Re: The reason to call it 3.0 is the desktop (was Re: [OT] 2.6 not 3.0 - (NUMA))

Rob Landley (landley@trommello.org)
Sun, 13 Oct 2002 13:27:10 -0400


On Saturday 12 October 2002 12:14 am, Nick LeRoy wrote:
> On Friday 11 October 2002 03:26 pm, Rob Landley wrote:
> > On Friday 11 October 2002 07:53 pm, Hans Reiser wrote:
>
> <snip>
>
> > A little side project I'm working on now (in my copious free time) is
> > mount point relocation support. (You can mount the same filesystem a
> > second time in another location (mount --bind makes this easy), and they
> > share a superblock so open files should be happy, but you still can't
> > detach the first mount point. Not with a hacksaw, or explosives...)
> > It's more an excuse to learn the new VFS layer than anything else, but
> > it's
> > functionality I would in fact have a use for, strange enough...
>
> Not quite sure that I'm following the _why_ of this one, but maybe I'm just
> slow.

I posted it earlier:

Root filesystem is a loopback mounted zisofs image. The file to be loopback
mounted lives in the partition that will become /var.

An initial ramdisk mounts the partition on /initrd/var, calls losetup to
associate /dev/loop0 with the correct file, and exits to let the boot process
continue. The boot process remounts /var in the appropriate place.

/var is now mounted twice. The initrd can't be released because it's got an
active mount point under it.

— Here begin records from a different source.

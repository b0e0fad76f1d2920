//! sidrf-core: Core types for the sidrf scheduling simulator
//!
//! This crate provides the types shared by the engine and the CLI:
//! - Tasks and resource vector arithmetic
//! - Workload input parsing
//! - Simulation configuration
//! - Result reports
//! - Error handling

pub mod config;
pub mod error;
pub mod report;
pub mod resources;
pub mod task;
pub mod workload;

pub use config::*;
pub use error::*;
pub use report::*;
pub use task::*;
pub use workload::*;
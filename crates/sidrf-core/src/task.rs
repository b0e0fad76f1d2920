//! Task type definition

use serde::Serialize;

/// Identifier of the user that submitted a task
pub type UserId = u32;

/// Identifier of a task within the workload
pub type TaskId = u32;

/// Remaining work at or below this fraction of the burst counts as done.
/// Summing many fractional quanta can otherwise leave a task an ulp short.
const COMPLETION_TOLERANCE: f64 = 1e-9;

/// A unit of work with a resource demand vector and a CPU burst.
///
/// Only [`Task::residual_time`] and [`Task::wait`] mutate a task once it has
/// been parsed; everything else is derived from the accumulators.
#[derive(Debug, Clone, PartialEq, Serialize)]
pub struct Task {
    /// Submitting user
    pub user_id: UserId,
    /// Task identifier
    pub task_id: TaskId,
    /// Simulated time the task enters the system
    pub arrival_time: f64,
    /// Total CPU time required
    pub burst_time: f64,
    /// Quantity requested per resource dimension
    pub demand: Vec<f64>,
    /// CPU time consumed so far
    runtime: f64,
    /// Time spent in the waiting queue so far
    waiting_time: f64,
}

impl Task {
    /// Create a task that has neither run nor waited yet
    pub fn new(
        user_id: UserId,
        task_id: TaskId,
        arrival_time: f64,
        burst_time: f64,
        demand: Vec<f64>,
    ) -> Self {
        Self {
            user_id,
            task_id,
            arrival_time,
            burst_time,
            demand,
            runtime: 0.0,
            waiting_time: 0.0,
        }
    }

    /// CPU time consumed so far
    pub fn runtime(&self) -> f64 {
        self.runtime
    }

    /// Accumulated waiting time
    pub fn waiting_time(&self) -> f64 {
        self.waiting_time
    }

    pub fn remaining_time(&self) -> f64 {
        self.burst_time - self.runtime
    }

    pub fn is_completed(&self) -> bool {
        self.runtime >= self.burst_time
    }

    pub fn turnaround_time(&self) -> f64 {
        self.runtime + self.waiting_time
    }

    /// Arrival plus turnaround; only meaningful once the task has finished
    pub fn completion_time(&self) -> f64 {
        self.arrival_time + self.turnaround_time()
    }

    /// Run the task for up to `time` units.
    ///
    /// Returns the unused part of `time`: zero while the task still has work
    /// left, otherwise whatever remained after the task completed. A task
    /// that would be left with less than the completion tolerance finishes
    /// in this call.
    pub fn residual_time(&mut self, time: f64) -> f64 {
        let remaining = self.remaining_time();
        if time + self.tolerance() < remaining {
            self.runtime += time;
            0.0
        } else {
            self.runtime = self.burst_time;
            (time - remaining).max(0.0)
        }
    }

    fn tolerance(&self) -> f64 {
        COMPLETION_TOLERANCE * self.burst_time.max(1.0)
    }

    /// Accrue `time` units of waiting
    pub fn wait(&mut self, time: f64) {
        self.waiting_time += time;
    }
}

That mount point can't be released because the
root filesystem is loopback mounted from within it, so it has to stay open.

Logically, the second /var mount should be "mount --move /initrd/var /var",
followed by "umount /initrd" to free up the initrd memory. Right now it's
doing "mount -n --bind /initrd/var /var", because /etc is a symlink into /var
(has to remain editable, you see), and this way the information about which
partition var actually is can be kept in one place. (This is an
implementation detail: I could have used volume labels instead.)

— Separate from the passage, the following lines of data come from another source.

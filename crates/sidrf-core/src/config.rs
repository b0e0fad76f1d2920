//! Configuration types for sidrf

use serde::{Deserialize, Serialize};
use std::str::FromStr;

use crate::{SidrfError, SidrfResult};

/// Scheduling policy selector
#[derive(Debug, Clone, Copy, PartialEq, Eq, Serialize, Deserialize)]
pub enum PolicyKind {
    /// Dominant-resource fairness blended with cumulative service time
    #[serde(rename = "SIDRF", alias = "sidrf")]
    Sidrf,
}

impl PolicyKind {
    /// Every policy name accepted on the command line
    pub const VALID_NAMES: &'static [&'static str] = &["SIDRF"];
}

impl std::fmt::Display for PolicyKind {
    fn fmt(&self, f: &mut std::fmt::Formatter<'_>) -> std::fmt::Result {
        match self {
            PolicyKind::Sidrf => write!(f, "SIDRF"),
        }
    }
}

impl FromStr for PolicyKind {
    type Err = SidrfError;

    fn from_str(s: &str) -> Result<Self, Self::Err> {
        if s.eq_ignore_ascii_case("SIDRF") {
            Ok(PolicyKind::Sidrf)
        } else {
            Err(SidrfError::Config(format!(
                "unknown scheduling policy '{}' (valid: {})",
                s,
                Self::VALID_NAMES.join(", ")
            )))
        }
    }
}

/// Simulation parameters
#[derive(Debug, Clone, PartialEq, Serialize, Deserialize)]
#[serde(default)]
pub struct SimulationConfig {
    /// Scheduling policy to run
    pub policy: PolicyKind,
    /// Weight of the resource share against cumulative runtime, in `[0, 1]`
    pub p: f64,
    /// Preemption trigger: waiting sum must exceed `alpha` times running sum
    pub alpha: f64,
    /// Upper bound of the preemption threshold
    pub beta: f64,
    /// Maximum simulated time advanced per scheduling step (gamma)
    pub lease_time: f64,
}

impl Default for SimulationConfig {
    fn default() -> Self {
        Self {
            policy: PolicyKind::Sidrf,
            p: 0.5,
            alpha: 1.0,
            beta: 1e9,
            lease_time: 1.0,
        }
    }
}

impl SimulationConfig {
    /// Load configuration from a TOML file
    pub fn from_file(path: &std::path::Path) -> SidrfResult<Self> {
        let content = std::fs::read_to_string(path)?;
        let config = toml::from_str(&content)?;
        Ok(config)
    }

    /// Reject parameter combinations the engine cannot run with
    pub fn validate(&self) -> SidrfResult<()> {
        if !(0.0..=1.0).contains(&self.p) {
            return Err(SidrfError::Config(format!(
                "p must be within [0, 1], got {}",
                self.p
            )));
        }
        if !self.alpha.is_finite() || self.alpha < 0.0 {
            return Err(SidrfError::Config(format!(
                "alpha must be a non-negative number, got {}",
                self.alpha
            )));
        }
        if !self.beta.is_finite() || self.beta < 0.0 {
            return Err(SidrfError::Config(format!(
                "beta must be a non-negative number, got {}",
                self.beta
            )));
        }
        // A zero lease never advances the clock.
        if !self.lease_time.is_finite() || self.lease_time <= 0.0 {
            return Err(SidrfError::Config(format!(
                "lease time (gamma) must be positive, got {}",
                self.lease_time
            )));
        }
        Ok(())
    }
}
use std::collections::HashMap;
use url::Url;

/// The user's original GetObject request as forwarded by the storage layer.
#[derive(Debug, Clone, Default, PartialEq, Eq)]
pub struct InboundRequest {
    /// Header names mapped to their values, with names kept exactly as received.
    pub headers: HashMap<String, String>,
    /// The URL the user requested, only carried for logging.
    pub url: Option<Url>,
}

impl InboundRequest {
    pub fn new(headers: HashMap<String, String>) -> Self {
        Self { headers, url: None }
    }

    pub fn with_url(self, url: Option<Url>) -> Self {
        Self { url, ..self }
    }
}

The point is, right now I can't free the initial ramdisk because it has an
active mount point under it..

> > I'm also looking for an "unmount --force" option that works on something
> > other than NFS. Close all active filehandles (the programs using it can
> > just deal with EBADF or whatever), flush the buffers to disk, and
> > unmount. None of this "oh I can't do that, you have a zombie process with
> > an open file...", I want "guillotine this filesystem pronto, capice?"
> > behavior.
>
> Now _this_ I *like*. I've wanted this for _a long time_. Not that I have
> that much spare time, but I'd like to help if I can!

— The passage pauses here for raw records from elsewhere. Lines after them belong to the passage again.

use crate::{
    error::{GateError, Result},
    models::{inbound_request::InboundRequest, response_route::ResponseRoute},
};
use serde::{Deserialize, Serialize};
use serde_json::Value;
use std::collections::HashMap;
use url::Url;
use validator::{Validate, ValidationErrors, ValidationErrorsKind};

/// Represents the invocation event the storage layer sends when it intercepts a GetObject request.
#[derive(Debug, Validate, Deserialize)]
#[serde(rename_all = "camelCase")]
pub struct ObjectLambdaEvent {
    pub x_amz_request_id: Option<String>,
    #[validate(required_nested)]
    pub user_request: Option<UserRequest>,
    #[validate(required_nested)]
    pub get_object_context: Option<GetObjectContext>,
}

#[derive(Debug, Validate, Deserialize, Serialize)]
pub struct UserRequest {
    pub url: Option<String>,
    /// Header values arrive as arbitrary JSON, only the names matter to the gate.
    #[validate(required)]
    pub headers: Option<HashMap<String, Value>>,
}

#[derive(Debug, Validate, Deserialize, Serialize)]
#[serde(rename_all = "camelCase")]
pub struct GetObjectContext {
    #[serde(default)]
    #[validate(length(min = 1))]
    pub output_route: String,
    #[serde(default)]
    #[validate(length(min = 1))]
    pub output_token: String,
}

impl ObjectLambdaEvent {
    /// Parse an event from the raw invocation body.
    pub fn from_body(body: &str) -> Result<Self> {
        serde_json::from_str(body).map_err(|err| GateError::malformed(err.to_string()))
    }

    /// Validate the event and split it into the request to inspect and the route to answer on.
    pub fn into_parts(self) -> Result<(InboundRequest, ResponseRoute)> {
        if let Err(errors) = self.validate() {
            return Err(GateError::malformed(format!(
                "invalid fields: {}",
                invalid_fields(&errors).join(", ")
            )));
        }

        let (Some(user_request), Some(context)) = (self.user_request, self.get_object_context)
        else {
            return Err(GateError::malformed("missing userRequest or getObjectContext"));
        };
        let Some(headers) = user_request.headers else {
            return Err(GateError::malformed("missing userRequest.headers"));
        };

        // The URL is informational, an unparseable one must not block the decision.
        let url = user_request.url.and_then(|url| Url::parse(&url).ok());
        let headers = headers
            .into_iter()
            .map(|(name, value)| match value {
                Value::String(value) => (name, value),
                other => (name, other.to_string()),
            })
            .collect();

        Ok((
            InboundRequest::new(headers).with_url(url),
            ResponseRoute::new(context.output_route, context.output_token),
        ))
    }
}

/// Convert a struct field name into the camelCase name it has in the event payload.
fn wire_name(field: &str) -> String {
    let mut parts = field.split('_');
    let mut name = parts.next().unwrap_or_default().to_string();
    for part in parts {
        let mut chars = part.chars();
        if let Some(first) = chars.next() {
            name.extend(first.to_uppercase());
            name.push_str(chars.as_str());
        }
    }
    name
}

/// Flatten nested validation errors into dotted wire field paths, sorted for stable messages.
fn invalid_fields(errors: &ValidationErrors) -> Vec<String> {
    let mut fields: Vec<String> = errors
        .errors()
        .iter()
        .map(|(field, kind)| (wire_name(field), kind))
        .flat_map(|(field, kind)| match kind {
            ValidationErrorsKind::Field(_) => vec![field],
            ValidationErrorsKind::Struct(inner) => invalid_fields(inner)
                .into_iter()
                .map(|nested| format!("{field}.{nested}"))
                .collect(),
            ValidationErrorsKind::List(items) => items
                .values()
                .flat_map(|inner| invalid_fields(inner))
                .map(|nested| format!("{field}.{nested}"))
                .collect(),
        })
        .collect();
    fields.sort();
    fields
}

#[cfg(test)]
mod tests {
    use super::*;
    use serde_json::json;

    fn parts(event: serde_json::Value) -> Result<(InboundRequest, ResponseRoute)> {
        ObjectLambdaEvent::from_body(&event.to_string())?.into_parts()
    }

    fn malformed_reason(result: Result<(InboundRequest, ResponseRoute)>) -> String {
        match result {
            Err(GateError::MalformedInput { reason }) => reason,
            other => panic!("expected MalformedInput, got {other:?}"),
        }
    }

    #[test]
    fn splits_a_complete_event() {
        let (request, route) = parts(json!({
            "xAmzRequestId": "req-1",
            "userRequest": {
                "url": "https://bucket.s3.amazonaws.com/object.txt",
                "headers": { "ShibbolethToken": "abc", "Host": "bucket" }
            },
            "getObjectContext": {
                "outputRoute": "io-route",
                "outputToken": "io-token",
                "inputS3Url": "https://presigned"
            },
            "configuration": {}
        }))
        .unwrap();

        assert_eq!(request.headers.get("ShibbolethToken").unwrap(), "abc");
        assert_eq!(request.url.unwrap().path(), "/object.txt");
        assert_eq!(route, ResponseRoute::new("io-route", "io-token"));
    }

    #[test]
    fn empty_headers_are_valid() {
        let (request, _) = parts(json!({
            "userRequest": { "headers": {} },
            "getObjectContext": { "outputRoute": "r", "outputToken": "t" }
        }))
        .unwrap();
        assert!(request.headers.is_empty());
        assert!(request.url.is_none());
    }

    #[test]
    fn non_string_header_values_are_kept() {
        let (request, _) = parts(json!({
            "userRequest": {
                "headers": { "ShibbolethToken": null, "X-List": ["a", "b"], "X-Count": 3 }
            },
            "getObjectContext": { "outputRoute": "r", "outputToken": "t" }
        }))
        .unwrap();

        assert_eq!(request.headers.get("ShibbolethToken").unwrap(), "null");
        assert_eq!(request.headers.get("X-List").unwrap(), r#"["a","b"]"#);
        assert_eq!(request.headers.get("X-Count").unwrap(), "3");
    }

    #[test]
    fn field_names_are_reported_in_camel_case() {
        assert_eq!(wire_name("get_object_context"), "getObjectContext");
        assert_eq!(wire_name("headers"), "headers");
    }

    #[test]
    fn unparseable_url_is_ignored() {
        let (request, _) = parts(json!({
            "userRequest": { "url": "not a url", "headers": {} },
            "getObjectContext": { "outputRoute": "r", "outputToken": "t" }
        }))
        .unwrap();
        assert!(request.url.is_none());
    }

    #[test]
    fn missing_headers_is_malformed() {
        let reason = malformed_reason(parts(json!({
            "userRequest": {},
            "getObjectContext": { "outputRoute": "r", "outputToken": "t" }
        })));
        assert!(reason.contains("userRequest.headers"), "{reason}");
    }

    #[test]
    fn missing_user_request_is_malformed() {
        let reason = malformed_reason(parts(json!({
            "getObjectContext": { "outputRoute": "r", "outputToken": "t" }
        })));
        assert_eq!(reason, "invalid fields: userRequest");
    }

    #[test]
    fn missing_or_empty_route_tokens_are_malformed() {
        let reason = malformed_reason(parts(json!({
            "userRequest": { "headers": {} },
            "getObjectContext": { "outputRoute": "" }
        })));
        assert!(reason.contains("getObjectContext.outputRoute"), "{reason}");
        assert!(reason.contains("getObjectContext.outputToken"), "{reason}");

        let reason = malformed_reason(parts(json!({ "userRequest": { "headers": {} } })));
        assert_eq!(reason, "invalid fields: getObjectContext");
    }

    #[test]
    fn invalid_json_is_malformed() {
        assert!(matches!(
            ObjectLambdaEvent::from_body("{not json"),
            Err(GateError::MalformedInput { .. })
        ));
    }
}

I have no spare time at the moment either (hopefully next week), and I
started out studying the 2.4 vfs layer which seems a bit different in 2.5
(can't tell how much yet), but I'll get there...

> > Of course loopback mounts would be kind of upset about this, but to be
> > honest: tough. The loopback block device gives them an I/O error, and
> > the filesystem should just cope. Floppies do this all the time with dust
> > and cat hair and stuff...
>
> Yup. This is required sometimes. Ever have a CD mounted that the (#$)#
> kernel won't let you umount even though lsof and /proc insist that's
> there's nothing open, but all you can do is an fscking reboot?!!!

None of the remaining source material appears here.